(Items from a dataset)
------------------------------------------------------------------------

use std::fmt::Write as _;
use std::io::Read;

use crate::flow::FlowResponse;

const HEX_BYTES_PER_LINE: usize = 16;
const HEX_MAX_LINES: usize = 1000;
const HEX_VIEW_THRESHOLD: usize = 1024 * 1024;
const PRINTABLE_SAMPLE: usize = 1024;

const DOCUMENT_TYPES: &[&str] = &[
    "text/javascript",
    "application/javascript",
    "application/x-javascript",
    "text/css",
    "application/json",
    "application/ld+json",
    "text/plain",
    "text/html",
    "application/xml",
    "text/xml",
    "application/xhtml+xml",
    "text/csv",
    "application/csv",
    "text/markdown",
    "application/yaml",
    "text/yaml",
    "application/x-yaml",
];

/// Fills in the derived views on a response: decompressed body, text/binary
/// classification, and the capped hex dump for binary or oversized bodies.
pub fn decode_response(response: &mut FlowResponse) {
    if response.body.is_empty() {
        return;
    }

    let encoding = header_value(&response.headers, "content-encoding")
        .map(|value| value.trim().to_ascii_lowercase())
        .unwrap_or_default();
    let content_type = header_value(&response.headers, "content-type")
        .map(|value| value.to_ascii_lowercase())
        .unwrap_or_default();
    response.encoding = encoding.clone();
    if response.content_type.is_empty() {
        response.content_type = content_type.clone();
    }

    let decoded = match decompress(&response.body, &encoding) {
        Ok(bytes) => bytes,
        Err(error) => {
            tracing::debug!(%encoding, %error, "body decode failed, keeping raw bytes");
            response.body.clone()
        }
    };

    response.is_text = is_text_content(&decoded, &content_type);
    response.is_binary = !response.is_text;
    response.is_document = is_document_content(&content_type);
    if response.is_binary || decoded.len() > HEX_VIEW_THRESHOLD {
        response.hex_view = Some(hex_view(&decoded));
    }
    response.decoded_body = decoded;
}

fn header_value<'a>(
    headers: &'a std::collections::HashMap<String, String>,
    name: &str,
) -> Option<&'a str> {
    headers
        .iter()
        .find(|(key, _)| key.eq_ignore_ascii_case(name))
        .map(|(_, value)| value.as_str())
}

fn decompress(body: &[u8], encoding: &str) -> Result<Vec<u8>, String> {
    match encoding {
        "gzip" => decompress_gzip(body),
        "deflate" => decompress_deflate(body),
        "br" => decompress_brotli(body),
        _ => {
            // No declared encoding: recognize a gzip body by its magic bytes.
            if body.len() >= 2 && body[0] == 0x1f && body[1] == 0x8b {
                return decompress_gzip(body);
            }
            Ok(body.to_vec())
        }
    }
}

fn decompress_gzip(input: &[u8]) -> Result<Vec<u8>, String> {
    let mut decoder = flate2::read::GzDecoder::new(input);
    let mut out = Vec::new();
    decoder
        .read_to_end(&mut out)
        .map_err(|error| format!("gzip decode failed: {error}"))?;
    Ok(out)
}

fn decompress_deflate(input: &[u8]) -> Result<Vec<u8>, String> {
    // Servers disagree on whether "deflate" means zlib-wrapped or raw.
    let mut out = Vec::new();
    let mut zlib = flate2::read::ZlibDecoder::new(input);
    if zlib.read_to_end(&mut out).is_ok() {
        return Ok(out);
    }

    out.clear();
    let mut raw = flate2::read::DeflateDecoder::new(input);
    raw.read_to_end(&mut out)
        .map_err(|error| format!("deflate decode failed: {error}"))?;
    Ok(out)
}

fn decompress_brotli(input: &[u8]) -> Result<Vec<u8>, String> {
    let mut decoder = brotli::Decompressor::new(input, 4096);
    let mut out = Vec::new();
    decoder
        .read_to_end(&mut out)
        .map_err(|error| format!("brotli decode failed: {error}"))?;
    Ok(out)
}

fn is_text_content(data: &[u8], content_type: &str) -> bool {
    const TEXT_FAMILIES: &[&str] = &[
        "text/",
        "application/json",
        "application/xml",
        "application/javascript",
        "application/x-javascript",
        "application/xhtml+xml",
        "application/rss+xml",
        "application/atom+xml",
    ];
    if TEXT_FAMILIES
        .iter()
        .any(|family| content_type.contains(family))
    {
        return true;
    }

    if data.is_empty() {
        return true;
    }
    if std::str::from_utf8(data).is_err() {
        return false;
    }

    let sample = &data[..data.len().min(PRINTABLE_SAMPLE)];
    let printable = sample
        .iter()
        .filter(|byte| matches!(byte, 0x20..=0x7e | b'\t' | b'\n' | b'\r'))
        .count();
    printable as f64 / sample.len() as f64 > 0.8
}

fn is_document_content(content_type: &str) -> bool {
    DOCUMENT_TYPES
        .iter()
        .any(|document| content_type.contains(document))
        || content_type.contains("text/")
}

/// Classic dump layout: offset, sixteen hex bytes split in two groups of
/// eight, then the printable-ASCII pane.
fn hex_view(data: &[u8]) -> String {
    if data.is_empty() {
        return String::new();
    }

    let total_lines = data.len().div_ceil(HEX_BYTES_PER_LINE);
    let lines = total_lines.min(HEX_MAX_LINES);
    let mut out = String::with_capacity(lines * 80);

    for line in 0..lines {
        let offset = line * HEX_BYTES_PER_LINE;
        let _ = write!(out, "{offset:08x}  ");
        for column in 0..HEX_BYTES_PER_LINE {
            match data.get(offset + column) {
                Some(byte) => {
                    let _ = write!(out, "{byte:02x} ");
                }
                None => out.push_str("   "),
            }
            if column == 7 {
                out.push(' ');
            }
        }
        out.push_str(" |");
        for column in 0..HEX_BYTES_PER_LINE {
            let Some(byte) = data.get(offset + column) else {
                break;
            };
            if (0x20..=0x7e).contains(byte) {
                out.push(*byte as char);
            } else {
                out.push('.');
            }
        }
        out.push_str("|\n");
    }

    if data.len() > HEX_MAX_LINES * HEX_BYTES_PER_LINE {
        let _ = write!(
            out,
            "\n... (first {HEX_MAX_LINES} lines of {} bytes)\n",
            data.len()
        );
    }
    out
}

#[cfg(test)]
mod tests {
    use std::collections::HashMap;
    use std::io::Write;

    use super::*;
    use crate::flow::FlowResponse;

    fn gzip(data: &[u8]) -> Vec<u8> {
        let mut encoder =
            flate2::write::GzEncoder::new(Vec::new(), flate2::Compression::default());
        encoder.write_all(data).expect("gzip write");
        encoder.finish().expect("gzip finish")
    }

    fn response_with(headers: &[(&str, &str)], body: Vec<u8>) -> FlowResponse {
        FlowResponse {
            status_code: 200,
            status: "200 OK".to_string(),
            headers: headers
                .iter()
                .map(|(name, value)| (name.to_string(), value.to_string()))
                .collect::<HashMap<_, _>>(),
            body,
            ..FlowResponse::default()
        }
    }

    #[test]
    fn gunzips_declared_gzip_bodies() {
        let mut response = response_with(
            &[
                ("Content-Encoding", "gzip"),
                ("Content-Type", "text/plain"),
            ],
            gzip(b"hello gzip"),
        );
        decode_response(&mut response);
        assert_eq!(response.decoded_body, b"hello gzip");
        assert_eq!(response.encoding, "gzip");
        assert!(response.is_text);
        assert!(response.is_document);
    }

    #[test]
    fn sniffs_gzip_without_declared_encoding() {
        let mut response = response_with(&[("Content-Type", "text/plain")], gzip(b"sniffed"));
        decode_response(&mut response);
        assert_eq!(response.decoded_body, b"sniffed");
    }

    #[test]
    fn undecodable_body_falls_back_to_raw() {
        let mut response = response_with(
            &[("Content-Encoding", "gzip")],
            b"\x1f\x8bnot really gzip".to_vec(),
        );
        decode_response(&mut response);
        assert_eq!(response.decoded_body, b"\x1f\x8bnot really gzip");
    }

    #[test]
    fn classifies_json_as_text_document() {
        let mut response = response_with(
            &[("Content-Type", "application/json; charset=utf-8")],
            b"{\"ok\":true}".to_vec(),
        );
        decode_response(&mut response);
        assert!(response.is_text);
        assert!(response.is_document);
        assert!(!response.is_binary);
        assert!(response.hex_view.is_none());
    }

    #[test]
    fn classifies_unlabeled_binary_and_builds_hex_view() {
        let body: Vec<u8> = (0u8..=255).cycle().take(64).collect();
        let mut response = response_with(&[], body);
        decode_response(&mut response);
        assert!(response.is_binary);
        assert!(!response.is_document);

        let hex = response.hex_view.expect("hex view for binary body");
        let first_line = hex.lines().next().expect("one line");
        assert!(first_line.starts_with("00000000  00 01 02 03 04 05 06 07  08 09"));
        assert!(first_line.ends_with('|'));
        assert_eq!(hex.lines().count(), 4);
    }

    #[test]
    fn hex_view_caps_line_count() {
        let data = vec![0u8; (HEX_MAX_LINES + 10) * HEX_BYTES_PER_LINE];
        let view = hex_view(&data);
        let data_lines = view
            .lines()
            .filter(|line| line.starts_with(|c: char| c.is_ascii_hexdigit()))
            .count();
        assert_eq!(data_lines, HEX_MAX_LINES);
        assert!(view.contains("... (first 1000 lines"));
    }

    #[test]
    fn mostly_unprintable_utf8_is_binary() {
        let body = vec![0x01u8; 256];
        let mut response = response_with(&[], body);
        decode_response(&mut response);
        assert!(response.is_binary);
    }
}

------------------------------------------------------------------------

GOAL OF THE EXERCISE: Count all lines of the data that include "FlowResponse". The answer is the number alone.

EXPECTED ANSWER: 6